Of course, the simple things were not hard to predict at that time, though they were still a few years off. But my central thesis about Jungian synchronicity was just too wacko to print in 1994. And to be fair, I had cobbled the article together in just a couple of days, had worked in ample quotes from Marshall McLuhan and Carl Jung, and had interviewed no one. My thesis may have been strong, but the piece would have benefited from some interviews and editing. But hey, I was inspired and twenty-two.

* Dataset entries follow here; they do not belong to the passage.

//! Bulk masking of named string fields in JSON values.
//!
//! These transforms consume the value and return it; anything not named in
//! `fields`, not a string, or not the expected shape passes through
//! untouched. Nested values that are not replaced are moved, never cloned.

use serde_json::Value;

use super::mask::{mask_encrypted_with, DEFAULT_REPLACEMENT};

/// Masks the named string fields of a JSON object with the default
/// replacement.
///
/// Non-object values are returned unchanged.
#[must_use]
pub fn mask_fields_in_object(value: Value, fields: &[&str]) -> Value {
    mask_fields_in_object_with(value, fields, DEFAULT_REPLACEMENT)
}

/// Masks the named string fields of a JSON object.
///
/// For each name in `fields` that is present and holds a string, the string
/// is masked with [`mask_encrypted_with`]. Missing fields, unlisted fields,
/// and fields holding non-string values are left as they are. Non-object
/// values are returned unchanged.
#[must_use]
pub fn mask_fields_in_object_with(mut value: Value, fields: &[&str], replacement: &str) -> Value {
    if let Value::Object(map) = &mut value {
        for &field in fields {
            if let Some(Value::String(text)) = map.get_mut(field) {
                *text = mask_encrypted_with(text, replacement);
            }
        }
    }
    value
}

/// Masks the named string fields of every object in a JSON array with the
/// default replacement.
///
/// Non-array values are returned unchanged.
#[must_use]
pub fn mask_fields_in_array(value: Value, fields: &[&str]) -> Value {
    mask_fields_in_array_with(value, fields, DEFAULT_REPLACEMENT)
}

/// Masks the named string fields of every object in a JSON array.
///
/// Each element goes through [`mask_fields_in_object_with`], so non-object
/// elements pass through unchanged. Order and length are preserved.
#[must_use]
pub fn mask_fields_in_array_with(value: Value, fields: &[&str], replacement: &str) -> Value {
    match value {
        Value::Array(items) => Value::Array(
            items
                .into_iter()
                .map(|item| mask_fields_in_object_with(item, fields, replacement))
                .collect(),
        ),
        other => other,
    }
}
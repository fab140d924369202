//! Range membership: "which characters count as encrypted?"
//!
//! Everything else in the crate is built on the predicates defined here. A
//! character counts as encrypted when its code point falls inside one of two
//! fixed, inclusive ranges:
//!
//! - [`PRIVATE_USE_AREA`]: the BMP Private Use Area, `U+E000..=U+F8FF`.
//! - [`RARE_SYLLABLES`]: rarely used precomposed Hangul syllables,
//!   `U+CF70..=U+D7A3`.
//!
//! The ranges do not overlap and are process-wide constants. No other ranges
//! are recognized.

/// An inclusive range of Unicode scalar values.
///
/// Both bounds are part of the range. Ranges are plain data; the crate only
/// ever uses the two constants defined in this module, but the type is public
/// so callers can inspect them.
#[derive(Clone, Copy, Debug, PartialEq, Eq)]
pub struct CodePointRange {
    low: u32,
    high: u32,
}

impl CodePointRange {
    /// Constructs an inclusive range from `low` to `high`.
    #[must_use]
    pub const fn new(low: u32, high: u32) -> Self {
        Self { low, high }
    }

    /// Returns the inclusive lower bound.
    #[must_use]
    pub const fn low(self) -> u32 {
        self.low
    }

    /// Returns the inclusive upper bound.
    #[must_use]
    pub const fn high(self) -> u32 {
        self.high
    }

    /// Returns `true` when `ch`'s code point lies inside the range,
    /// inclusive on both ends.
    #[must_use]
    pub const fn contains(self, ch: char) -> bool {
        let code_point = ch as u32;
        code_point >= self.low && code_point <= self.high
    }
}

/// The BMP Private Use Area, `U+E000..=U+F8FF`.
pub const PRIVATE_USE_AREA: CodePointRange = CodePointRange::new(0xE000, 0xF8FF);

/// Rarely used precomposed Hangul syllables, `U+CF70..=U+D7A3`.
pub const RARE_SYLLABLES: CodePointRange = CodePointRange::new(0xCF70, 0xD7A3);

/// All ranges whose members count as encrypted.
const ENCRYPTED_RANGES: [CodePointRange; 2] = [PRIVATE_USE_AREA, RARE_SYLLABLES];

/// Returns `true` when `ch` falls inside one of the reserved ranges.
///
/// This is the primitive every other operation composes.
#[must_use]
pub fn is_encrypted_char(ch: char) -> bool {
    ENCRYPTED_RANGES.iter().any(|range| range.contains(ch))
}

/// Classifies the first character of `text`.
///
/// Returns `false` for empty input. Only the first scalar value is inspected;
/// when callers pass a longer string the remainder is deliberately ignored
/// rather than rejected, matching the single-character contract loosely.
#[must_use]
pub fn starts_encrypted(text: &str) -> bool {
    text.chars().next().is_some_and(is_encrypted_char)
}

/// Returns `true` when `text` contains at least one encrypted character.
///
/// Scans left to right and stops at the first match. Empty input is not
/// encrypted.
#[must_use]
pub fn is_encrypted(text: &str) -> bool {
    text.chars().any(is_encrypted_char)
}

/// Counts the encrypted characters in `text`.
///
/// Always scans the whole string. Empty input counts zero.
#[must_use]
pub fn count_encrypted_chars(text: &str) -> usize {
    text.chars().filter(|ch| is_encrypted_char(*ch)).count()
}
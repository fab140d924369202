//! Positional analysis, reports, and validation.
//!
//! Analysis is read-only: every function takes a borrowed string and returns
//! a newly built snapshot. Reports serialize to JSON when the `slog` feature
//! is enabled.

use std::fmt;

use thiserror::Error;

use crate::classify::{count_encrypted_chars, is_encrypted_char};

/// A single encrypted character found during a scan.
///
/// Records are ordered by ascending index and are not deduplicated: a
/// character that appears twice yields two records.
#[derive(Clone, Debug, PartialEq, Eq)]
#[cfg_attr(feature = "slog", derive(serde::Serialize))]
pub struct EncryptedPosition {
    /// Zero-based character index within the scanned string.
    pub index: usize,
    /// The encrypted character itself.
    pub ch: char,
    /// The code point as uppercase hex with a `0x` prefix, e.g. `"0xE000"`.
    pub code_point: String,
}

/// Share of encrypted characters in a string.
///
/// Upstream consumers receive either a bare number or a formatted string for
/// this field, depending on how the report was produced:
///
/// - [`EncryptionRate::Number`] carries the bare `0` reported for empty
///   input.
/// - [`EncryptionRate::Percent`] carries the two-decimal percentage with a
///   trailing `%` (or the literal `"0%"`) reported for everything else.
///
/// The two shapes are kept distinct on purpose; serialization is untagged so
/// the JSON output preserves the number-vs-string split. Callers that want a
/// uniform view should match on the variant rather than rely on one shape.
#[derive(Clone, Debug, PartialEq, Eq)]
#[cfg_attr(feature = "slog", derive(serde::Serialize), serde(untagged))]
pub enum EncryptionRate {
    /// Bare numeric rate, only ever `0`, reported for empty input.
    Number(u32),
    /// Formatted percentage such as `"42.86%"`, or `"0%"` for a zero total.
    Percent(String),
}

impl EncryptionRate {
    fn zero() -> Self {
        Self::Number(0)
    }

    #[allow(clippy::cast_precision_loss)]
    fn from_counts(encrypted: usize, total: usize) -> Self {
        if total > 0 {
            let rate = encrypted as f64 / total as f64 * 100.0;
            Self::Percent(format!("{rate:.2}%"))
        } else {
            Self::Percent("0%".to_string())
        }
    }

    /// Returns the formatted percentage, or `None` for the bare-number shape.
    #[must_use]
    pub fn as_percent(&self) -> Option<&str> {
        match self {
            Self::Percent(percent) => Some(percent),
            Self::Number(_) => None,
        }
    }
}

impl fmt::Display for EncryptionRate {
    fn fmt(&self, f: &mut fmt::Formatter<'_>) -> fmt::Result {
        match self {
            Self::Number(value) => write!(f, "{value}"),
            Self::Percent(percent) => f.write_str(percent),
        }
    }
}

/// Snapshot of a string's encryption makeup.
#[derive(Clone, Debug, PartialEq)]
#[cfg_attr(feature = "slog", derive(serde::Serialize))]
pub struct TextAnalysis {
    /// Whether at least one encrypted character was found.
    pub is_encrypted: bool,
    /// Total number of characters scanned.
    pub total_chars: usize,
    /// Number of characters inside a reserved range.
    pub encrypted_chars: usize,
    /// Number of characters outside both ranges.
    pub plain_chars: usize,
    /// Share of encrypted characters; see [`EncryptionRate`].
    pub encryption_rate: EncryptionRate,
    /// One record per encrypted character, in index order.
    pub positions: Vec<EncryptedPosition>,
}

impl TextAnalysis {
    fn empty() -> Self {
        Self {
            is_encrypted: false,
            total_chars: 0,
            encrypted_chars: 0,
            plain_chars: 0,
            encryption_rate: EncryptionRate::zero(),
            positions: Vec::new(),
        }
    }
}

/// Reasons a string fails [`validate`].
///
/// The three reasons are mutually exclusive; exactly one applies to any
/// rejected input.
#[derive(Clone, Copy, Debug, Error, PartialEq, Eq)]
pub enum ValidateError {
    /// The input was empty.
    #[error("text is empty or malformed")]
    EmptyOrMalformed,
    /// No character fell inside a reserved range.
    #[error("text contains no encrypted characters")]
    NoEncryptedContent,
    /// Every character fell inside a reserved range.
    #[error("text is entirely encrypted; likely not a valid partially-encrypted text")]
    FullyEncrypted,
}

/// Locates every encrypted character in `text`.
///
/// Returns an empty vector for empty input. Indices count characters, not
/// bytes.
#[must_use]
pub fn encrypted_positions(text: &str) -> Vec<EncryptedPosition> {
    text.chars()
        .enumerate()
        .filter(|(_, ch)| is_encrypted_char(*ch))
        .map(|(index, ch)| EncryptedPosition {
            index,
            ch,
            code_point: format!("0x{:X}", ch as u32),
        })
        .collect()
}

/// Builds a full [`TextAnalysis`] for `text`.
///
/// Empty input yields the all-zero report with the bare-number rate shape
/// (see [`EncryptionRate`]) and no positions.
#[must_use]
pub fn analyze_text(text: &str) -> TextAnalysis {
    if text.is_empty() {
        return TextAnalysis::empty();
    }

    let encrypted_chars = count_encrypted_chars(text);
    let total_chars = text.chars().count();
    let plain_chars = total_chars - encrypted_chars;

    TextAnalysis {
        is_encrypted: encrypted_chars > 0,
        total_chars,
        encrypted_chars,
        plain_chars,
        encryption_rate: EncryptionRate::from_counts(encrypted_chars, total_chars),
        positions: encrypted_positions(text),
    }
}

/// Checks that `text` looks like valid partially encrypted text.
///
/// Valid text contains at least one encrypted character and at least one
/// plain character. On success the full analysis is returned so callers do
/// not pay for a second scan.
pub fn validate(text: &str) -> Result<TextAnalysis, ValidateError> {
    if text.is_empty() {
        return Err(ValidateError::EmptyOrMalformed);
    }

    let analysis = analyze_text(text);

    if !analysis.is_encrypted {
        return Err(ValidateError::NoEncryptedContent);
    }

    // At least some plain text must remain alongside the encrypted runs.
    if analysis.plain_chars == 0 {
        return Err(ValidateError::FullyEncrypted);
    }

    Ok(analysis)
}
//! String substitution for encrypted characters.
//!
//! Masking is a pure string transformation. It does not analyze, validate, or
//! make decisions about what counts as encrypted beyond the range predicate.

use std::borrow::Cow;

use crate::classify::is_encrypted_char;

/// Replacement used when the caller does not supply one.
pub const DEFAULT_REPLACEMENT: &str = "*";

/// Number of times the replacement is emitted for a collapsed run.
const RUN_MARKER_REPEAT: usize = 2;

/// Replaces every encrypted character with [`DEFAULT_REPLACEMENT`].
///
/// Plain characters pass through unchanged; empty input yields an empty
/// string.
#[must_use]
pub fn mask_encrypted(text: &str) -> String {
    mask_encrypted_with(text, DEFAULT_REPLACEMENT)
}

/// Replaces every encrypted character with `replacement`.
///
/// The replacement may be any string, including one longer than a single
/// character; its length is not enforced, so the output can be longer than
/// the input even though every plain character is preserved in place.
#[must_use]
pub fn mask_encrypted_with(text: &str, replacement: &str) -> String {
    let mut result = String::with_capacity(text.len());
    for ch in text.chars() {
        if is_encrypted_char(ch) {
            result.push_str(replacement);
        } else {
            result.push(ch);
        }
    }
    result
}

/// Configuration for [`to_export_format`].
///
/// Defaults to replacing each encrypted character with `"*"` while keeping
/// the character count unchanged.
///
/// ```rust
/// use unimask::{to_export_format, ExportConfig};
///
/// let config = ExportConfig::new()
///     .with_replacement("#")
///     .with_preserve_length(false);
/// assert_eq!(to_export_format("ab\u{E000}\u{E001}cd", &config), "ab##cd");
/// ```
// Use `Cow` so callers can provide borrowed or owned replacements.
#[derive(Clone, Debug)]
pub struct ExportConfig {
    /// String substituted for encrypted characters.
    replacement: Cow<'static, str>,
    /// Whether each encrypted character maps to one replacement, or runs
    /// collapse to a fixed marker.
    preserve_length: bool,
}

impl ExportConfig {
    /// Constructs the default configuration: `"*"`, length preserved.
    #[must_use]
    pub fn new() -> Self {
        Self {
            replacement: Cow::Borrowed(DEFAULT_REPLACEMENT),
            preserve_length: true,
        }
    }

    /// Uses a specific replacement string.
    #[must_use]
    pub fn with_replacement<P>(mut self, replacement: P) -> Self
    where
        P: Into<Cow<'static, str>>,
    {
        self.replacement = replacement.into();
        self
    }

    /// Chooses between per-character replacement (`true`) and run collapsing
    /// (`false`).
    #[must_use]
    pub fn with_preserve_length(mut self, preserve_length: bool) -> Self {
        self.preserve_length = preserve_length;
        self
    }

    /// Returns the configured replacement string.
    #[must_use]
    pub fn replacement(&self) -> &str {
        &self.replacement
    }

    /// Returns whether length preservation is enabled.
    #[must_use]
    pub fn preserve_length(&self) -> bool {
        self.preserve_length
    }
}

impl Default for ExportConfig {
    fn default() -> Self {
        Self::new()
    }
}

/// Renders `text` for export targets such as CSV or spreadsheets.
///
/// With `preserve_length` enabled this is exactly
/// [`mask_encrypted_with`]: one replacement per encrypted character.
///
/// With `preserve_length` disabled, each maximal run of consecutive
/// encrypted characters collapses to the replacement emitted exactly twice,
/// regardless of the run's length. Plain characters are copied verbatim and
/// end the current run.
#[must_use]
pub fn to_export_format(text: &str, config: &ExportConfig) -> String {
    if config.preserve_length {
        return mask_encrypted_with(text, &config.replacement);
    }

    let marker = config.replacement.repeat(RUN_MARKER_REPEAT);
    let mut result = String::with_capacity(text.len());
    let mut in_run = false;
    for ch in text.chars() {
        if is_encrypted_char(ch) {
            if !in_run {
                result.push_str(&marker);
                in_run = true;
            }
        } else {
            result.push(ch);
            in_run = false;
        }
    }
    result
}

#[cfg(test)]
mod tests {
    use super::{mask_encrypted, mask_encrypted_with, to_export_format, ExportConfig};

    #[test]
    fn masks_each_encrypted_char() {
        assert_eq!(mask_encrypted("ab\u{E000}cd"), "ab*cd");
        assert_eq!(mask_encrypted("\u{E000}\u{E001}"), "**");
        assert_eq!(mask_encrypted("plain"), "plain");
        assert_eq!(mask_encrypted(""), "");
    }

    #[test]
    fn custom_replacement_is_not_length_checked() {
        assert_eq!(mask_encrypted_with("a\u{E000}b", "<x>"), "a<x>b");
        assert_eq!(mask_encrypted_with("a\u{E000}b", ""), "ab");
    }

    #[test]
    fn masking_is_idempotent_with_plain_replacement() {
        let text = "ab\u{E000}\u{CF70}cd";
        let once = mask_encrypted(text);
        assert_eq!(mask_encrypted(&once), once);
    }

    #[test]
    fn mask_length_invariant() {
        let text = "ab\u{E000}c\u{F8FF}\u{D7A3}d";
        let replacement = "##";
        let masked = mask_encrypted_with(text, replacement);
        let encrypted = crate::classify::count_encrypted_chars(text);
        let plain = text.chars().count() - encrypted;
        assert_eq!(
            masked.chars().count(),
            encrypted * replacement.chars().count() + plain
        );
    }

    #[test]
    fn export_defaults_match_plain_masking() {
        let text = "ab\u{E000}\u{E001}cd";
        let config = ExportConfig::default();
        assert_eq!(to_export_format(text, &config), mask_encrypted(text));
    }

    #[test]
    fn export_collapses_runs_to_double_marker() {
        let config = ExportConfig::new().with_preserve_length(false);
        assert_eq!(
            to_export_format("\u{E000}\u{E001}\u{E002}xy", &config),
            "**xy"
        );
        // Two separate runs each get their own marker.
        assert_eq!(
            to_export_format("a\u{E000}b\u{E001}\u{E002}c", &config),
            "a**b**c"
        );
        // A single encrypted character still doubles.
        assert_eq!(to_export_format("a\u{E000}b", &config), "a**b");
    }

    #[test]
    fn export_marker_doubles_custom_replacement() {
        let config = ExportConfig::new()
            .with_replacement("##")
            .with_preserve_length(false);
        assert_eq!(to_export_format("a\u{E000}\u{E001}b", &config), "a####b");
    }

    #[test]
    fn export_passes_plain_text_through() {
        let config = ExportConfig::new().with_preserve_length(false);
        assert_eq!(to_export_format("plain", &config), "plain");
        assert_eq!(to_export_format("", &config), "");
    }

    #[test]
    fn export_config_accessors() {
        let config = ExportConfig::new().with_replacement("#");
        assert_eq!(config.replacement(), "#");
        assert!(config.preserve_length());
    }
}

When I went to Wired’s offices, I was stunned to learn that they were located in the same office that Antic had occupied! The same open air loft office at 544 Second Street. I met with some folks from Wired’s barebones staff. I commented on my perceived sense of Jungian synchronicity — about Antic and Wired sharing the same office space. We talked about job possibilities. I submitted my article.

I didn’t get a job, and they didn’t print my article. To be fair, I wasn’t really ready to move to San Francisco, and I am sure they sensed that. I also wasn’t sure what I wanted. I just knew that I was drawn to this hopeful admixture of design and tech that seemed to emanate, radio-like, from 544 Second St.

In March 2007, two weeks after I had built Twittervision and a week after SXSW launched Twitter onto the early adopter stage, I thought it would be fun to stop by Twitter HQ in San Francisco. I met Biz and Jack and Ev, and was once again amazed to see that something I had been drawn to had come from SOMA; just a few blocks from 544 Second St. And ironically, it is now Twitter and the “Real Time Web” that is beginning to enable the kind of global consciousness that I had predicted in 1994.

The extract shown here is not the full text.